Conte cruel que cet Ange bleu racontant la déchéance d’un petit professeur de province, moqué par ses élèves - il s’appelle Rath, ils l’appellent Unrat (ordure) - tombé sous le charme d’une chanteuse de beuglant qui n’est pas un ange, hélas : elle le mènera à toutes les déchéances. Victime de son désir, envoûté, ensorcelé, humilié, le professeur court à sa perte avec un masochisme tenace. Ravages de la passion destructrice qu’incarne Jannings, pathétique ver de terre amoureux d’une étoile, avec une intensité peu commune. Grand acteur, vraiment, il fallait qu’il le soit pour ne pas être écrasé par la présence irradiante de Marlene Dietrich, tenue légère et chapeau claque, femme fatale aux jambes gainées de soie noire, de la tête aux pieds faite pour l’amour, comme elle le chante de sa voix de velours. Lola-Lola la magnétique, sex-symbol étourdissant, allumeuse ambiguë, clé de voûte du premier chef-d’œuvre du parlant.
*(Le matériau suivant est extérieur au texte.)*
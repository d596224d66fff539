//! Validate a request.

use std::io::Read;
use std::path::{Path, PathBuf};
use std::sync::Arc;

use ninja_types::Request;
use ninja_valid::{RequestValidator, TypeRegistry, ValidationMode, Validator, ValidatorConfig};
use serde_json::Value;
use tracing::debug;

use crate::config::{parse_expect_arg, parse_pair_arg, CliConfig, ExpectationFile};
use crate::error::{CliError, CliResult};
use crate::output::{CheckOutput, OutputFormat, Render};

/// Arguments of the check command.
#[derive(Debug, Clone, Default)]
pub struct CheckOptions {
    /// JSON body file, or `-` for stdin
    pub body: PathBuf,
    /// Expectation file overriding the configured one
    pub schema: Option<PathBuf>,
    /// `section.field=Type` expectations
    pub expect: Vec<String>,
    /// HTTP method
    pub method: String,
    /// `name=value` query parameters
    pub query: Vec<String>,
    /// `name=value` route parameters
    pub params: Vec<String>,
    /// Force collect mode
    pub collect: bool,
}

/// Execute the check command.
pub fn check(config: CliConfig, format: OutputFormat, options: CheckOptions) -> CliResult<String> {
    let mode = if options.collect {
        ValidationMode::Collect
    } else {
        config.validation.mode
    };
    let registry = Arc::new(TypeRegistry::with_builtins());
    let mut validator =
        RequestValidator::with_config(registry, ValidatorConfig::new().with_mode(mode));

    let schema = match options.schema {
        Some(path) => Some(path),
        None => config.validation.schema_path()?,
    };
    if let Some(path) = schema {
        let file = ExpectationFile::load(&path)?;
        debug!(path = %path.display(), fields = file.field_count(), "loaded expectation file");
        file.apply(&mut validator)?;
    }

    for arg in &options.expect {
        let (section, field, type_name) = parse_expect_arg(arg)?;
        validator.expect(section, [(field, type_name)])?;
    }

    if validator.expectations().is_empty() {
        return Err(CliError::user(
            "No expectations declared. Pass --schema <file> or --expect section.field=Type.",
        ));
    }

    let mut request = Request::new(&options.method, read_body(&options.body)?);
    for arg in &options.query {
        let (name, value) = parse_pair_arg(arg)?;
        request = request.with_query(name, value);
    }
    for arg in &options.params {
        let (name, value) = parse_pair_arg(arg)?;
        request = request.with_param(name, value);
    }

    validator.check(&request)?;

    let output = CheckOutput {
        valid: true,
        method: request.method,
        fields: validator.expectations().len(),
        mode: match mode {
            ValidationMode::FailFast => "fail_fast".to_string(),
            ValidationMode::Collect => "collect".to_string(),
        },
    };

    Ok(output.render(format))
}

/// Read and parse the request body.
fn read_body(path: &Path) -> CliResult<Value> {
    let contents = if path == Path::new("-") {
        let mut contents = String::new();
        std::io::stdin().read_to_string(&mut contents)?;
        contents
    } else {
        if !path.exists() {
            return Err(CliError::FileNotFound(path.display().to_string()));
        }
        std::fs::read_to_string(path)?
    };

    if contents.trim().is_empty() {
        return Ok(Value::Null);
    }
    Ok(serde_json::from_str(&contents)?)
}
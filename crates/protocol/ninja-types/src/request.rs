//! Request model.
//!
//! A `Request` carries a method and three sections: a JSON body and two
//! string maps for query and route parameters. Validation only reads it.

use std::borrow::Cow;
use std::collections::BTreeMap;

use serde::{Deserialize, Serialize};
use serde_json::Value;

use crate::enums::RequestSection;

/// An incoming API request, reduced to what validation looks at.
#[derive(Debug, Clone, PartialEq, Default, Serialize, Deserialize)]
#[serde(default)]
pub struct Request {
    /// HTTP method, uppercased
    pub method: String,
    /// JSON body (`Null` when the request has none)
    pub body: Value,
    /// Query string parameters
    pub query: BTreeMap<String, String>,
    /// Route parameters
    pub params: BTreeMap<String, String>,
}

impl Request {
    /// Create a request with a method and a body.
    pub fn new(method: impl Into<String>, body: Value) -> Self {
        Self {
            method: method.into().to_ascii_uppercase(),
            body,
            query: BTreeMap::new(),
            params: BTreeMap::new(),
        }
    }

    /// Add a query string parameter.
    pub fn with_query(mut self, name: impl Into<String>, value: impl Into<String>) -> Self {
        self.query.insert(name.into(), value.into());
        self
    }

    /// Add a route parameter.
    pub fn with_param(mut self, name: impl Into<String>, value: impl Into<String>) -> Self {
        self.params.insert(name.into(), value.into());
        self
    }

    /// Look up a field of a section.
    ///
    /// Body fields are read from the top-level JSON object; a body that is
    /// not an object has no fields. Query and route parameters are
    /// returned as JSON strings.
    pub fn field(&self, section: RequestSection, name: &str) -> Option<Cow<'_, Value>> {
        match section {
            RequestSection::Body => self.body.as_object()?.get(name).map(Cow::Borrowed),
            RequestSection::Query => {
                self.query.get(name).map(|v| Cow::Owned(Value::String(v.clone())))
            }
            RequestSection::Params => {
                self.params.get(name).map(|v| Cow::Owned(Value::String(v.clone())))
            }
        }
    }
}
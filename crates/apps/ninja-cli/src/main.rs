//! Ninja CLI binary entry point.

use clap::Parser;
use colored::Colorize;
use tracing_subscriber::{fmt, prelude::*, EnvFilter};

use ninja_cli::{
    cli::{Cli, Commands},
    commands::{self, CheckOptions},
    config::{default_config_path, CliConfig},
    error::{CliError, CliResult},
    output::{ErrorOutput, OutputFormat},
};

fn main() {
    let cli = Cli::parse();
    let format: OutputFormat = cli.format.into();

    // Initialize logging based on --verbose flag or RUST_LOG env var
    let has_rust_log = std::env::var("RUST_LOG").is_ok();
    if cli.verbose || has_rust_log {
        let mut filter = EnvFilter::from_default_env();
        if cli.verbose {
            if let Ok(directive) = "ninja=debug".parse() {
                filter = filter.add_directive(directive);
            }
        }
        tracing_subscriber::registry()
            .with(fmt::layer().with_writer(std::io::stderr))
            .with(filter)
            .init();
    }

    if let Err(e) = run(cli, format) {
        print_error(&e, format);
        std::process::exit(e.exit_code());
    }
}

/// Print a user-friendly error message with error code and recovery hint.
fn print_error(e: &CliError, format: OutputFormat) {
    if format == OutputFormat::Json {
        println!("{}", ErrorOutput::from(e).render_json());
        return;
    }

    let code = e.error_code();

    // Error line with code
    eprintln!(
        "{} [{}]: {}",
        "Error".red().bold(),
        code.to_string().yellow(),
        e
    );

    // Suggestion if available
    if let Some(suggestion) = code.suggestion() {
        eprintln!("{}: {}", "Hint".cyan(), suggestion);
    }
}

fn run(cli: Cli, format: OutputFormat) -> CliResult<()> {
    // Load configuration
    let config_path = cli.config.unwrap_or_else(default_config_path);
    let config = CliConfig::load(&config_path)?;

    if !config.display.color {
        colored::control::set_override(false);
    }

    // Dispatch command
    let output = match cli.command {
        Commands::Check {
            body,
            schema,
            expect,
            method,
            query,
            param,
            collect,
        } => commands::check(
            config,
            format,
            CheckOptions {
                body,
                schema,
                expect,
                method,
                query,
                params: param,
                collect,
            },
        )?,

        Commands::Types => commands::types(format)?,

        Commands::Parse { type_name } => commands::parse(format, &type_name)?,

        Commands::Completions { shell } => commands::completions(shell)?,
    };

    // Print output
    if !output.is_empty() {
        println!("{}", output);
    }

    Ok(())
}
//! CLI command implementations.

pub mod check;
pub mod completions;
pub mod parse;
pub mod types;

// Re-export command handlers
pub use check::{check, CheckOptions};
pub use completions::completions;
pub use parse::parse;
pub use types::types;
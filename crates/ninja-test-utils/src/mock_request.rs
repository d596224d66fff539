//! Mock HTTP request builder.
//!
//! Stands in for the HTTP trigger: tests build a request from a method and
//! a body, optionally add query and route parameters, and hand the result
//! to a validator.

use std::collections::BTreeMap;

use ninja_types::Request;
use serde_json::Value;

/// Builder for test requests.
#[derive(Debug, Clone)]
pub struct MockRequest {
    method: String,
    body: Value,
    query: BTreeMap<String, String>,
    params: BTreeMap<String, String>,
}

impl MockRequest {
    /// Create a request with the given method and body.
    pub fn new(method: impl Into<String>, body: Value) -> Self {
        Self {
            method: method.into(),
            body,
            query: BTreeMap::new(),
            params: BTreeMap::new(),
        }
    }

    /// Create a `GET` request.
    pub fn get(body: Value) -> Self {
        Self::new("GET", body)
    }

    /// Create a `POST` request.
    pub fn post(body: Value) -> Self {
        Self::new("POST", body)
    }

    /// Add a query string parameter.
    pub fn with_query(mut self, name: impl Into<String>, value: impl Into<String>) -> Self {
        self.query.insert(name.into(), value.into());
        self
    }

    /// Add a route parameter.
    pub fn with_param(mut self, name: impl Into<String>, value: impl Into<String>) -> Self {
        self.params.insert(name.into(), value.into());
        self
    }

    /// Build the request.
    pub fn build(self) -> Request {
        let mut request = Request::new(self.method, self.body);
        request.query = self.query;
        request.params = self.params;
        request
    }
}

impl From<MockRequest> for Request {
    fn from(mock: MockRequest) -> Self {
        mock.build()
    }
}
pub mod export;
pub mod models;
pub mod scrape;
use std::time::Duration;

use once_cell::sync::Lazy;
use reqwest::header::{HeaderMap, HeaderValue, ACCEPT, ACCEPT_LANGUAGE, CONTENT_TYPE, ORIGIN, REFERER};
use scraper::{Html, Selector};
use serde_json::{Map, Value};
use url::Url;

use crate::models::SearchForm;

// ── Constants ────────────────────────────────────────────────────────────────

/// The portal serves the token page on GET and the search endpoint on POST,
/// both at the same path.
pub const DEFAULT_PORTAL_URL: &str =
    "https://buscador-admin-consorcio.buenosaires.gob.ar/administradores";

pub const DEFAULT_MATRICULA: &str = "3502";

/// Top-level key the portal nests the result array under.
const WRAPPER_KEY: &str = "Objeto";

/// The search endpoint rejects non-browser clients.
const USER_AGENT: &str = "Mozilla/5.0 (Linux; Android 6.0; Nexus 5 Build/MRA58N) \
     AppleWebKit/537.36 (KHTML, like Gecko) Chrome/121.0.0.0 Mobile Safari/537.36";

// ── Lazy static selectors ────────────────────────────────────────────────────

static CSRF_META_SELECTOR: Lazy<Selector> =
    Lazy::new(|| Selector::parse(r#"meta[name="csrf-token"]"#).unwrap());

// ── Error type ───────────────────────────────────────────────────────────────

#[derive(Debug, thiserror::Error)]
pub enum ScrapeError {
    #[error("portal page has no <meta name=\"csrf-token\"> content")]
    TokenNotFound,
    #[error("http request failed: {0}")]
    Network(#[from] reqwest::Error),
    #[error("portal returned HTTP {0}")]
    Upstream(reqwest::StatusCode),
    #[error("search response is not valid JSON: {0}")]
    MalformedResponse(#[from] serde_json::Error),
    #[error("search response has no `Objeto` array of records")]
    UnexpectedSchema,
}

// ── HTTP client ──────────────────────────────────────────────────────────────

/// Shared client for both portal calls. The cookie store matters: the session
/// cookie set on the token GET must be replayed on the search POST, or the
/// endpoint answers as if unauthenticated.
pub fn build_client() -> Result<reqwest::Client, ScrapeError> {
    let mut headers = HeaderMap::new();
    headers.insert(
        ACCEPT_LANGUAGE,
        HeaderValue::from_static("es-ES,es;q=0.9,en;q=0.8"),
    );

    let client = reqwest::ClientBuilder::new()
        .connect_timeout(Duration::from_secs(5))
        .timeout(Duration::from_secs(30))
        .redirect(reqwest::redirect::Policy::limited(10))
        .cookie_store(true)
        .user_agent(USER_AGENT)
        .default_headers(headers)
        .build()?;

    Ok(client)
}

// ── Token fetch ──────────────────────────────────────────────────────────────

pub async fn fetch_csrf_token(
    client: &reqwest::Client,
    url: &str,
) -> Result<String, ScrapeError> {
    let response = client.get(url).send().await?;

    if !response.status().is_success() {
        return Err(ScrapeError::Upstream(response.status()));
    }

    let body = response.text().await?;
    extract_csrf_token(&body)
}

/// Pull the anti-forgery token out of the page, exactly as served. The value
/// is opaque to us; an unparseable page or a tag without `content` is an
/// error, never an empty default, since the POST would then fail server-side
/// validation.
pub fn extract_csrf_token(html: &str) -> Result<String, ScrapeError> {
    let document = Html::parse_document(html);
    document
        .select(&CSRF_META_SELECTOR)
        .next()
        .and_then(|el| el.value().attr("content"))
        .map(str::to_string)
        .ok_or(ScrapeError::TokenNotFound)
}

// ── Search POST ──────────────────────────────────────────────────────────────

/// Header set the portal's own frontend sends with the XHR search request.
fn search_headers(url: &str) -> HeaderMap {
    let mut headers = HeaderMap::new();
    headers.insert(
        ACCEPT,
        HeaderValue::from_static("application/json, text/javascript, */*; q=0.01"),
    );
    headers.insert(
        CONTENT_TYPE,
        HeaderValue::from_static("application/x-www-form-urlencoded; charset=UTF-8"),
    );
    headers.insert(
        "X-Requested-With",
        HeaderValue::from_static("XMLHttpRequest"),
    );
    if let Ok(value) = HeaderValue::from_str(url) {
        headers.insert(REFERER, value);
    }
    if let Ok(parsed) = Url::parse(url) {
        if let Ok(value) = HeaderValue::from_str(&parsed.origin().ascii_serialization()) {
            headers.insert(ORIGIN, value);
        }
    }
    headers
}

pub async fn fetch_search_results(
    client: &reqwest::Client,
    url: &str,
    form: &SearchForm,
) -> Result<Vec<Map<String, Value>>, ScrapeError> {
    let response = client
        .post(url)
        .headers(search_headers(url))
        .form(form)
        .send()
        .await?;

    if !response.status().is_success() {
        return Err(ScrapeError::Upstream(response.status()));
    }

    let body = response.text().await?;
    parse_search_response(&body)
}

/// Parse the search response body: valid JSON with an `Objeto` array whose
/// elements are objects. Anything else means the portal schema changed and we
/// refuse to guess.
pub fn parse_search_response(body: &str) -> Result<Vec<Map<String, Value>>, ScrapeError> {
    let mut document: Value = serde_json::from_str(body)?;

    let wrapper = document
        .get_mut(WRAPPER_KEY)
        .map(Value::take)
        .ok_or(ScrapeError::UnexpectedSchema)?;

    serde_json::from_value(wrapper).map_err(|_| ScrapeError::UnexpectedSchema)
}

// ── Pipeline ─────────────────────────────────────────────────────────────────

/// The full fetch: scrape the token, build the filtered search form, POST it
/// on the same session, return the raw records.
pub async fn fetch_administradores(
    client: &reqwest::Client,
    url: &str,
    matricula: &str,
) -> Result<Vec<Map<String, Value>>, ScrapeError> {
    let token = fetch_csrf_token(client, url).await?;
    tracing::debug!(%token, "extracted csrf token");

    let form = SearchForm::new(&token, matricula);
    let records = fetch_search_results(client, url, &form).await?;
    tracing::info!(records = records.len(), matricula, "fetched registry records");

    Ok(records)
}

// ── Tests ────────────────────────────────────────────────────────────────────

#[cfg(test)]
mod tests {
    use super::*;

    #[test]
    fn extracts_token_content_verbatim() {
        let html = r#"<html><head>
            <meta charset="utf-8">
            <meta name="viewport" content="width=device-width">
            <meta name="csrf-token" content="AbC123==">
        </head><body></body></html>"#;
        assert_eq!(extract_csrf_token(html).unwrap(), "AbC123==");
    }

    #[test]
    fn token_missing_tag_is_an_error() {
        let html = "<html><head><meta name=\"author\" content=\"x\"></head></html>";
        assert!(matches!(
            extract_csrf_token(html),
            Err(ScrapeError::TokenNotFound)
        ));
    }

    #[test]
    fn token_tag_without_content_attribute_is_an_error() {
        let html = "<html><head><meta name=\"csrf-token\"></head></html>";
        assert!(matches!(
            extract_csrf_token(html),
            Err(ScrapeError::TokenNotFound)
        ));
    }

    #[test]
    fn empty_token_content_is_returned_as_found() {
        let html = "<html><head><meta name=\"csrf-token\" content=\"\"></head></html>";
        assert_eq!(extract_csrf_token(html).unwrap(), "");
    }

    #[test]
    fn non_json_body_is_malformed() {
        assert!(matches!(
            parse_search_response("not json"),
            Err(ScrapeError::MalformedResponse(_))
        ));
    }

    #[test]
    fn missing_wrapper_key_is_unexpected_schema() {
        assert!(matches!(
            parse_search_response(r#"{"Resultado": []}"#),
            Err(ScrapeError::UnexpectedSchema)
        ));
    }

    #[test]
    fn non_array_wrapper_is_unexpected_schema() {
        assert!(matches!(
            parse_search_response(r#"{"Objeto": "nothing"}"#),
            Err(ScrapeError::UnexpectedSchema)
        ));
    }

    #[test]
    fn non_object_elements_are_unexpected_schema() {
        assert!(matches!(
            parse_search_response(r#"{"Objeto": [1, 2]}"#),
            Err(ScrapeError::UnexpectedSchema)
        ));
    }

    #[test]
    fn empty_wrapper_array_parses_to_no_records() {
        assert!(parse_search_response(r#"{"Objeto": []}"#).unwrap().is_empty());
    }

    #[test]
    fn parses_wrapped_records() {
        let records =
            parse_search_response(r#"{"Objeto":[{"id":1,"nombre":"A"},{"id":2,"nombre":"B"}]}"#)
                .unwrap();
        assert_eq!(records.len(), 2);
        assert_eq!(records[0]["nombre"], "A");
        assert_eq!(records[1]["id"], 2);
    }

    #[test]
    fn search_headers_derive_origin_and_referer() {
        let headers = search_headers("https://example.gob.ar/administradores");
        assert_eq!(
            headers.get(REFERER).unwrap(),
            "https://example.gob.ar/administradores"
        );
        assert_eq!(headers.get(ORIGIN).unwrap(), "https://example.gob.ar");
        assert_eq!(headers.get("X-Requested-With").unwrap(), "XMLHttpRequest");
    }
}
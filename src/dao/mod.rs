/// Database model definitions.
pub mod models;
/// Persistence abstraction for runs, events, and hourly aggregates.
pub mod run_store;
/// Storage abstraction layer for database operations.
pub mod storage;
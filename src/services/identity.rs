//! Narrow interface to the external identity provider.
//!
//! The core trusts whatever stable user id the provider resolves; everything
//! about how that id was authenticated lives outside this crate.

use futures::future::BoxFuture;
use uuid::Uuid;

/// Resolves a presented player token to a stable user id.
pub trait IdentityProvider: Send + Sync {
    /// Resolve `token` to the caller's user id, or `None` when the token is
    /// unknown or malformed.
    fn resolve(&self, token: &str) -> BoxFuture<'static, Option<Uuid>>;
}

/// Development provider treating the token itself as the player's UUID.
///
/// Stands in for the real identity service in local deployments and tests;
/// production wiring installs a provider that verifies the token upstream.
#[derive(Debug, Default, Clone)]
pub struct TokenIsUserId;

impl IdentityProvider for TokenIsUserId {
    fn resolve(&self, token: &str) -> BoxFuture<'static, Option<Uuid>> {
        let parsed = Uuid::parse_str(token.trim()).ok();
        Box::pin(async move { parsed })
    }
}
Un film stylisé, tout en lumière et ombre, fait de tableaux minutieusement composés. Un film à part pour Sternberg, adepte de la démesure, des cadrages originaux, des très gros plans, des mouvements de caméra. Rien de tout cela dans L’ange bleu. C’est que la technique balbutiante du parlant l’interdisait. Il fallait éloigner des comédiens les caméras extrêmement bruyantes, d’où ce film réalisé presque entièrement en plans moyens, d’une facture donc très simple, qui n’ôte rien à sa force percutante, bien au contraire (la preuve une fois de plus que la contrainte pousse à la créativité).
Le rôle de Lola-Lola catapulte Marlene Dietrich au firmament. Elle part pour Hollywood faire la carrière que l’on sait (elle tournera encore six films avec Sternberg), devient une des plus grandes stars du XXe siècle. Et Jannings, me direz-vous, qu’est-il advenu de cet immense acteur ? Pourquoi ne parle-t-on presque plus de lui aujourd’hui, lui qui fut, à une époque, le plus respecté des acteurs allemands ? C’est triste à dire mais l’homme a pris fait et cause pour Hitler, a mis son art au service de l’idéologie nazie - il était l’acteur préféré du Führer. Tout le contraire de sa compatriote qui elle, de Hollywood et naturalisée américaine, ne cessera de combattre la peste brune, allant jusqu’à faire des tournées de soutien en Europe pour les boys se battant contre son pays d’origine. Comme quoi gloire ou oubli ne sont pas que le résultat des rôles qui vous ont été confiés sur grand écran, mais aussi de ceux que vous avez joués de manière privée...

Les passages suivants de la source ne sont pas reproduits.